Small Modular Reactors (SMRs) are nuclear fission reactors that are being designed to be built at a smaller size but in larger numbers than most of the world’s current nuclear fleet. Some small nuclear reactors have existed since the beginning of reactor technology fifty years ago. Examples include research reactors at universities (of which there are several in Canada), demonstration reactors (built prior to scaling up a design for commercial electricity supply), and marine propulsion reactors (used in vessels of several navies for decades). SMRs are being designed to be:
- Small – in both power output and physical size;
- Modular – meaning they are factory constructed, portable and scalable;
- Reactors – using nuclear fission to produce energy: energy for electricity, hybrid energy systems, district heating, water desalination, and high-quality steam for heavy industry applications.
Canada stands to solidify its leading position in the world’s nuclear industry with the introduction of these next-generation technologies.
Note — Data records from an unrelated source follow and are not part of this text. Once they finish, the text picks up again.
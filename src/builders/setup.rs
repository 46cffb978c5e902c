//! Setup Transaction Builder
//!
//! Root of the game tree: player 0 funds `escrow[0]`, both players pay in
//! their stake, and `escrow[0]` is locked to the opening moves before its
//! master key is switched off.

use crate::core::hash::TxHash;
use crate::game::table::GameTable;
use crate::ledger::operation::Operation;
use crate::ledger::transaction::{Transaction, TransactionBuilder};
use crate::ledger::LedgerError;

/// Build the unsigned setup transaction from the hashes of every opening
/// move.
pub(crate) fn build_setup(table: &GameTable, openings: &[TxHash]) -> Result<Transaction, LedgerError> {
    let escrow = table.escrow().account(0);
    let config = table.config();

    let mut builder = TransactionBuilder::new(table.network(), table.players()[0], config.base_fee)
        .add_operation(Operation::create_account(None, escrow, config.escrow_funding));

    if !table.bet().is_zero() {
        for player in table.players() {
            builder = builder.add_operation(Operation::payment(Some(player.id), escrow, table.bet()));
        }
    }

    builder
        .add_operations(openings.iter().map(|hash| Operation::pre_authorize(escrow, *hash)))
        .add_operation(Operation::set_master_weight(escrow, 0))
        .set_timeout(0, 0)
        .build()
}

#[cfg(test)]
mod tests {
    use super::*;
    use crate::config::GameConfig;
    use crate::core::amount::Amount;
    use crate::core::keys::AccountId;
    use crate::game::escrow::EscrowLadder;
    use crate::ledger::account::Account;
    use crate::ledger::operation::OperationBody;

    fn table(bet: i64) -> GameTable {
        let players = [
            Account::new(AccountId::new([1; 32]), 10),
            Account::new(AccountId::new([2; 32]), 20),
        ];
        GameTable::new(players, Amount::from_stroops(bet), EscrowLadder::generate(), GameConfig::default()).unwrap()
    }

    #[test]
    fn test_setup_without_bet() {
        let table = table(0);
        let openings: Vec<TxHash> = (0..9).map(|i| [i; 32]).collect();
        let tx = build_setup(&table, &openings).unwrap();
        let ops = tx.operations();
        let escrow = table.escrow().account(0);

        assert_eq!(ops.len(), 1 + 9 + 1);
        assert_eq!(ops[0], Operation::create_account(None, escrow, table.config().escrow_funding));
        assert_eq!(tx.pre_authorized_hashes(), openings);
        assert_eq!(ops[10], Operation::set_master_weight(escrow, 0));

        assert_eq!(tx.body().source, table.player_id(0));
        assert_eq!(tx.body().sequence, 11);
    }

    #[test]
    fn test_setup_collects_bet_from_each_player() {
        let table = table(25);
        let tx = build_setup(&table, &[[7; 32]]).unwrap();
        let escrow = table.escrow().account(0);

        let payments: Vec<_> = tx
            .operations()
            .iter()
            .filter(|op| matches!(op.body, OperationBody::Payment { .. }))
            .collect();

        assert_eq!(payments.len(), 2);
        for (op, player) in payments.iter().zip(table.players()) {
            assert_eq!(op.source, Some(player.id));
            assert_eq!(
                op.body,
                OperationBody::Payment { destination: escrow, amount: Amount::from_stroops(25) }
            );
        }
    }
}
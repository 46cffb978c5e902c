//! Network identity.

use crate::core::hash::{network_id, TxHash};

/// Public test network passphrase.
pub const TESTNET_PASSPHRASE: &str = "Test SDF Network ; September 2015";

/// Network a transaction is bound to. Its id is mixed into every hash,
/// so a transaction built for one network is invalid on another.
#[derive(Clone, Debug, PartialEq, Eq)]
pub struct Network {
    passphrase: String,
    id: TxHash,
}

impl Network {
    /// Network from a passphrase.
    pub fn new(passphrase: impl Into<String>) -> Self {
        let passphrase = passphrase.into();
        let id = network_id(&passphrase);
        Self { passphrase, id }
    }

    /// The public test network.
    pub fn testnet() -> Self {
        Self::new(TESTNET_PASSPHRASE)
    }

    /// Passphrase.
    pub fn passphrase(&self) -> &str {
        &self.passphrase
    }

    /// SHA-256 of the passphrase.
    pub fn id(&self) -> TxHash {
        self.id
    }
}

#[cfg(test)]
mod tests {
    use super::*;

    #[test]
    fn test_network_id_matches_passphrase_hash() {
        let net = Network::testnet();
        assert_eq!(net.passphrase(), TESTNET_PASSPHRASE);
        assert_eq!(net.id(), network_id(TESTNET_PASSPHRASE));
        assert_ne!(net.id(), Network::new("private").id());
    }
}
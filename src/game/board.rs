//! Board State
//!
//! Two 9-bit occupancy masks plus the mask of empty cells. Cells are
//! indexed row-major:
//!
//! ```text
//! 0 | 1 | 2
//! ---------
//! 3 | 4 | 5
//! ---------
//! 6 | 7 | 8
//! ```
//!
//! Player `round & 1` moves in `round`, so the player at index 1 opens the
//! game and the player at index 0 makes the even moves.

use std::fmt;
use serde::{Serialize, Deserialize};

/// Number of cells.
pub const CELLS: u8 = 9;

/// Last round of a game.
pub const LAST_ROUND: u8 = 9;

/// First round in which a line can be completed.
pub const FIRST_WINNING_ROUND: u8 = 5;

/// All cells empty.
pub const FULL_BOARD: u16 = 0x1FF;

/// Rows, columns and diagonals as cell masks.
pub const WINNING_LINES: [u16; 8] = [
    0x007, // top row
    0x038, // middle row
    0x1C0, // bottom row
    0x049, // left column
    0x092, // center column
    0x124, // right column
    0x111, // main diagonal
    0x054, // anti-diagonal
];

/// Does `mask` fully contain a row, column or diagonal?
#[inline]
pub fn is_winning_board(mask: u16) -> bool {
    (mask & 0x111) == 0x111
        || (mask & 0x092) == 0x092
        || (mask & 0x054) == 0x054
        || (mask & 0x038) == 0x038
        || (mask & 0x007) == 0x007
        || (mask & 0x049) == 0x049
        || (mask & 0x124) == 0x124
        || (mask & 0x1C0) == 0x1C0
}

/// Index of the player who moves in `round`.
#[inline]
pub const fn mover(round: u8) -> usize {
    (round & 1) as usize
}

/// Occupancy of both players.
///
/// Small enough to copy; the tree enumerator passes it by value instead of
/// toggling and reverting a shared board.
#[derive(Clone, Copy, Debug, PartialEq, Eq, Hash, Serialize, Deserialize)]
pub struct BoardState {
    positions: [u16; 2],
    available: u16,
}

impl Default for BoardState {
    fn default() -> Self {
        Self::new()
    }
}

impl BoardState {
    /// Empty board.
    pub const fn new() -> Self {
        Self { positions: [0, 0], available: FULL_BOARD }
    }

    /// Occupancy masks of both players.
    pub fn positions(&self) -> [u16; 2] {
        self.positions
    }

    /// Mask of empty cells.
    pub fn available(&self) -> u16 {
        self.available
    }

    /// Is `cell` empty?
    #[inline]
    pub fn is_available(&self, cell: u8) -> bool {
        cell < CELLS && self.available & (1 << cell) != 0
    }

    /// Number of marks on the board.
    pub fn moves_played(&self) -> u8 {
        (FULL_BOARD ^ self.available).count_ones() as u8
    }

    /// Round of the next move.
    pub fn next_round(&self) -> u8 {
        self.moves_played() + 1
    }

    /// Transposition key: `positions[0] << 9 | positions[1]`.
    ///
    /// Turn parity and empty cells follow from occupancy alone, so two
    /// histories with the same key are the same sub-game.
    #[inline]
    pub fn occupancy_key(&self) -> u32 {
        (self.positions[0] as u32) << 9 | self.positions[1] as u32
    }

    /// Toggle the mover's bit and the empty-cell bit for `cell`.
    #[inline]
    pub fn apply(&mut self, round: u8, cell: u8) {
        let mask = 1u16 << cell;
        self.positions[mover(round)] ^= mask;
        self.available ^= mask;
    }

    /// Copy of this board with the move applied.
    #[inline]
    pub fn with_move(mut self, round: u8, cell: u8) -> Self {
        self.apply(round, cell);
        self
    }

    /// Did the player who moved in `round` complete a line?
    #[inline]
    pub fn is_win_for(&self, round: u8) -> bool {
        is_winning_board(self.positions[mover(round)])
    }

    /// Player index holding a complete line, if any.
    pub fn winner(&self) -> Option<usize> {
        (0..2).find(|&p| is_winning_board(self.positions[p]))
    }

    /// Is the game over (line completed or board full)?
    pub fn is_finished(&self) -> bool {
        self.winner().is_some() || self.available == 0
    }

    /// Empty cells in ascending order.
    pub fn available_cells(&self) -> impl Iterator<Item = u8> + '_ {
        (0..CELLS).filter(move |&cell| self.is_available(cell))
    }

    /// Check the occupancy invariants.
    pub fn is_consistent(&self) -> bool {
        self.positions[0] & self.positions[1] == 0
            && self.available == FULL_BOARD ^ (self.positions[0] | self.positions[1])
    }
}

impl fmt::Display for BoardState {
    fn fmt(&self, f: &mut fmt::Formatter<'_>) -> fmt::Result {
        for row in 0..3 {
            if row > 0 {
                writeln!(f, "---------")?;
            }
            for col in 0..3 {
                if col > 0 {
                    write!(f, "|")?;
                }
                let mask = 1u16 << (row * 3 + col);
                let mark = if self.positions[1] & mask != 0 {
                    " X "
                } else if self.positions[0] & mask != 0 {
                    " O "
                } else {
                    "   "
                };
                write!(f, "{}", mark)?;
            }
            writeln!(f)?;
        }
        Ok(())
    }
}
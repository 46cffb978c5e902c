//! Account Keys
//!
//! Ed25519 keypairs and the public-key account identifiers built on them.

use std::fmt;
use ed25519_dalek::{Signer, SigningKey, Verifier, VerifyingKey};
use rand::{CryptoRng, RngCore};
use serde::{Serialize, Deserialize};

/// Ledger account identifier (ed25519 public key, 32 bytes).
///
/// Implements Ord for deterministic BTreeSet/BTreeMap ordering.
#[derive(Clone, Copy, PartialEq, Eq, PartialOrd, Ord, Hash, Serialize, Deserialize)]
pub struct AccountId(pub [u8; 32]);

impl AccountId {
    /// Create from raw bytes.
    pub const fn new(bytes: [u8; 32]) -> Self {
        Self(bytes)
    }

    /// Last four bytes, used as the signature hint.
    pub fn hint(&self) -> [u8; 4] {
        [self.0[28], self.0[29], self.0[30], self.0[31]]
    }

    /// Verify a signature made by this account's key.
    pub fn verify(&self, message: &[u8], signature: &[u8]) -> bool {
        let Ok(key) = VerifyingKey::from_bytes(&self.0) else {
            return false;
        };
        let Ok(sig) = ed25519_dalek::Signature::from_slice(signature) else {
            return false;
        };
        key.verify(message, &sig).is_ok()
    }
}

impl fmt::Display for AccountId {
    fn fmt(&self, f: &mut fmt::Formatter<'_>) -> fmt::Result {
        write!(f, "{}", hex::encode(self.0))
    }
}

impl fmt::Debug for AccountId {
    fn fmt(&self, f: &mut fmt::Formatter<'_>) -> fmt::Result {
        write!(f, "AccountId({})", hex::encode(&self.0[..4]))
    }
}

/// Ed25519 keypair controlling one account.
#[derive(Clone)]
pub struct Keypair {
    signing_key: SigningKey,
}

impl Keypair {
    /// Generate a random keypair from the OS-seeded thread RNG.
    pub fn random() -> Self {
        Self::generate(&mut rand::thread_rng())
    }

    /// Generate a keypair from a caller-supplied RNG.
    pub fn generate<R: RngCore + CryptoRng>(rng: &mut R) -> Self {
        Self { signing_key: SigningKey::generate(rng) }
    }

    /// Create from a 32-byte secret seed.
    pub fn from_seed(seed: [u8; 32]) -> Self {
        Self { signing_key: SigningKey::from_bytes(&seed) }
    }

    /// Public identity of this keypair.
    pub fn account_id(&self) -> AccountId {
        AccountId(self.signing_key.verifying_key().to_bytes())
    }

    /// Sign a message (deterministic).
    pub fn sign(&self, message: &[u8]) -> [u8; 64] {
        self.signing_key.sign(message).to_bytes()
    }
}

impl fmt::Debug for Keypair {
    fn fmt(&self, f: &mut fmt::Formatter<'_>) -> fmt::Result {
        f.debug_struct("Keypair")
            .field("account", &self.account_id())
            .finish_non_exhaustive()
    }
}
More on SMRs.
About the Canadian Nuclear Association
The Canadian Nuclear Association (CNA) has been the national voice of the Canadian nuclear industry since 1960. Working with our members and all communities of interest, the CNA promotes the industry nationally and internationally, works with governments on policies affecting the sector and endeavours to increase awareness and understanding of the value nuclear technology brings to the environment, economy and daily lives of Canadians.